Dynamic bandwidth scaling for embedded DSPs with 3D-stacked DRAM and wide I/Os

Abstract

3D main memory is an emerging technology that stacks DRAM dies underneath the processor die using through-silicon vias (TSVs). Prior studies assumed that such technology would decrease main memory access latency by 45% to 60%, while also allowing designers to increase main memory bandwidth. Although the latter is true, it was recently shown that the latency savings of 3D main memory is only 6.3%. In this paper, we first analyze memory latency reduction opportunities in a 3D main memory system with Wide I/O by taking better advantage of 3D integration technology and quantify their benefit. Specifically, redesigning the DRAM to memory controller synchronizers and placing the address, command, and data pads closer to the DRAM banks can decrease 3D main memory latency by 24.7%. We show that current 3D DRAM with Wide I/O can increase the geometric mean performance of an embedded processor that is similar to a Texas instrument C67x DSP by 9.7% (and up to 23.3%).

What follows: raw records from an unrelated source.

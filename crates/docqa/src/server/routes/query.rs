//! Query endpoint

use axum::{
    extract::{ConnectInfo, State},
    Json,
};
use std::net::SocketAddr;
use std::time::Instant;

use crate::error::{Error, Result};
use crate::server::state::AppState;
use crate::types::{QueryRequest, QueryResponse};

/// POST /query - Answer a question from the indexed documents
pub async fn query_documents(
    State(state): State<AppState>,
    ConnectInfo(peer): ConnectInfo<SocketAddr>,
    Json(request): Json<QueryRequest>,
) -> Result<Json<QueryResponse>> {
    let retrieval = state.retrieval();
    let top_k = request.top_k.unwrap_or_else(|| retrieval.default_top_k());

    // Malformed requests are rejected before they count against the caller
    retrieval.validate(&request.question, top_k)?;

    let identity = peer.ip().to_string();
    let now = Instant::now();

    if !state.rate_limiter().allow_at(&identity, now) {
        let wait = state.rate_limiter().retry_after(&identity, now);
        tracing::debug!("Rate limit exceeded for {}", identity);
        return Err(Error::RateLimitExceeded {
            // Round up so clients never retry early
            retry_after_secs: wait.as_secs() + u64::from(wait.subsec_nanos() > 0),
        });
    }

    tracing::info!("Query from {}: \"{}\" (top_k {})", identity, request.question, top_k);

    let response = retrieval.answer(&request.question, top_k).await?;
    Ok(Json(response))
}
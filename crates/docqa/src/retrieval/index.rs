//! Exact inner-product vector index

use std::cmp::Ordering;

use crate::error::{Error, Result};

/// Flat, brute-force similarity index over fixed-dimension vectors
///
/// Vectors are stored row-major in insertion order; position `i` is the `i`-th
/// appended vector.
#[derive(Debug, Clone)]
pub struct VectorIndex {
    dimension: usize,
    data: Vec<f32>,
}

impl VectorIndex {
    /// Create an empty index
    pub fn new(dimension: usize) -> Self {
        Self {
            dimension,
            data: Vec::new(),
        }
    }

    /// Rebuild an index from row-major data
    pub fn from_flat(dimension: usize, data: Vec<f32>) -> Result<Self> {
        if dimension == 0 || data.len() % dimension != 0 {
            return Err(Error::corrupt_state(format!(
                "{} values do not form vectors of dimension {}",
                data.len(),
                dimension
            )));
        }
        Ok(Self { dimension, data })
    }

    pub fn dimension(&self) -> usize {
        self.dimension
    }

    /// Number of stored vectors
    pub fn len(&self) -> usize {
        self.data.len() / self.dimension.max(1)
    }

    pub fn is_empty(&self) -> bool {
        self.data.is_empty()
    }

    /// Row-major view of all vectors
    pub fn as_flat(&self) -> &[f32] {
        &self.data
    }

    /// Vector at `position`
    pub fn get(&self, position: usize) -> Option<&[f32]> {
        let start = position.checked_mul(self.dimension)?;
        self.data.get(start..start + self.dimension)
    }

    /// Check every vector before anything is appended
    pub fn check_dimensions(&self, vectors: &[Vec<f32>]) -> Result<()> {
        for vector in vectors {
            if vector.len() != self.dimension {
                return Err(Error::DimensionMismatch {
                    expected: self.dimension,
                    actual: vector.len(),
                });
            }
        }
        Ok(())
    }

    /// Append vectors in order; all-or-nothing on dimension errors
    pub fn add(&mut self, vectors: &[Vec<f32>]) -> Result<()> {
        self.check_dimensions(vectors)?;
        self.data.reserve(vectors.len() * self.dimension);
        for vector in vectors {
            self.data.extend_from_slice(vector);
        }
        Ok(())
    }

    /// Drop every vector at or after position `len`
    pub fn truncate(&mut self, len: usize) {
        self.data.truncate(len * self.dimension);
    }

    /// Top `k` positions by inner product with `query`, highest first
    ///
    /// Ties keep insertion order.
    pub fn search(&self, query: &[f32], k: usize) -> Result<Vec<(usize, f32)>> {
        if query.len() != self.dimension {
            return Err(Error::DimensionMismatch {
                expected: self.dimension,
                actual: query.len(),
            });
        }
        if k == 0 || self.is_empty() {
            return Ok(Vec::new());
        }

        let mut scored: Vec<(usize, f32)> = self
            .data
            .chunks_exact(self.dimension)
            .map(|row| inner_product(row, query))
            .enumerate()
            .collect();

        let by_score_desc = |a: &(usize, f32), b: &(usize, f32)| -> Ordering {
            b.1.total_cmp(&a.1).then(a.0.cmp(&b.0))
        };

        if k < scored.len() {
            scored.select_nth_unstable_by(k - 1, by_score_desc);
            scored.truncate(k);
        }
        scored.sort_unstable_by(by_score_desc);

        Ok(scored)
    }
}

/// Dot product of two equal-length slices
pub fn inner_product(a: &[f32], b: &[f32]) -> f32 {
    a.iter().zip(b).map(|(x, y)| x * y).sum()
}

#[cfg(test)]
mod tests {
    use super::*;

    fn index_with(vectors: &[Vec<f32>]) -> VectorIndex {
        let mut index = VectorIndex::new(vectors[0].len());
        index.add(vectors).unwrap();
        index
    }

    #[test]
    fn test_search_orders_by_score() {
        let index = index_with(&[
            vec![1.0, 0.0, 0.0],
            vec![0.0, 1.0, 0.0],
            vec![0.6, 0.8, 0.0],
        ]);

        let hits = index.search(&[0.0, 1.0, 0.0], 2).unwrap();
        assert_eq!(hits.len(), 2);
        assert_eq!(hits[0].0, 1);
        assert_eq!(hits[1].0, 2);
        assert!((hits[1].1 - 0.8).abs() < 1e-6);
    }

    #[test]
    fn test_k_larger_than_index() {
        let index = index_with(&[vec![1.0, 0.0], vec![0.0, 1.0]]);
        let hits = index.search(&[1.0, 0.0], 10).unwrap();
        assert_eq!(hits.iter().map(|h| h.0).collect::<Vec<_>>(), vec![0, 1]);
    }

    #[test]
    fn test_ties_keep_insertion_order() {
        let index = index_with(&[vec![1.0, 0.0], vec![0.0, 1.0], vec![1.0, 0.0], vec![1.0, 0.0]]);
        let hits = index.search(&[1.0, 0.0], 2).unwrap();
        assert_eq!(hits.iter().map(|h| h.0).collect::<Vec<_>>(), vec![0, 2]);
    }

    #[test]
    fn test_empty_index_returns_nothing() {
        let index = VectorIndex::new(3);
        assert!(index.search(&[1.0, 0.0, 0.0], 5).unwrap().is_empty());
    }

    #[test]
    fn test_dimension_checks() {
        let mut index = VectorIndex::new(3);
        let err = index.add(&[vec![1.0, 0.0, 0.0], vec![1.0]]).unwrap_err();
        assert!(matches!(err, Error::DimensionMismatch { expected: 3, actual: 1 }));
        assert!(index.is_empty());

        assert!(matches!(
            index.search(&[1.0], 1),
            Err(Error::DimensionMismatch { expected: 3, actual: 1 })
        ));
    }

    #[test]
    fn test_truncate_and_get() {
        let mut index = index_with(&[vec![1.0, 2.0], vec![3.0, 4.0], vec![5.0, 6.0]]);
        assert_eq!(index.get(1), Some(&[3.0, 4.0][..]));
        index.truncate(1);
        assert_eq!(index.len(), 1);
        assert_eq!(index.get(1), None);
    }

    #[test]
    fn test_from_flat_validates_shape() {
        assert!(VectorIndex::from_flat(2, vec![1.0, 2.0, 3.0]).is_err());
        assert_eq!(VectorIndex::from_flat(2, vec![1.0, 2.0, 3.0, 4.0]).unwrap().len(), 2);
    }
}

Second, we observe that 3D DRAM with Wide IO can increase average system energy consumption of energy-constrained embedded DSPs by 2.6% (and up to 8.9%). To improve I/O energy efficiency, we propose to dynamically scale memory bandwidth (i.e. the I/O width) at runtime based on an application's program phases. Our dynamic bandwidth scaling algorithms increase average performance by 6.6% while increasing average energy consumption by only 0.5%.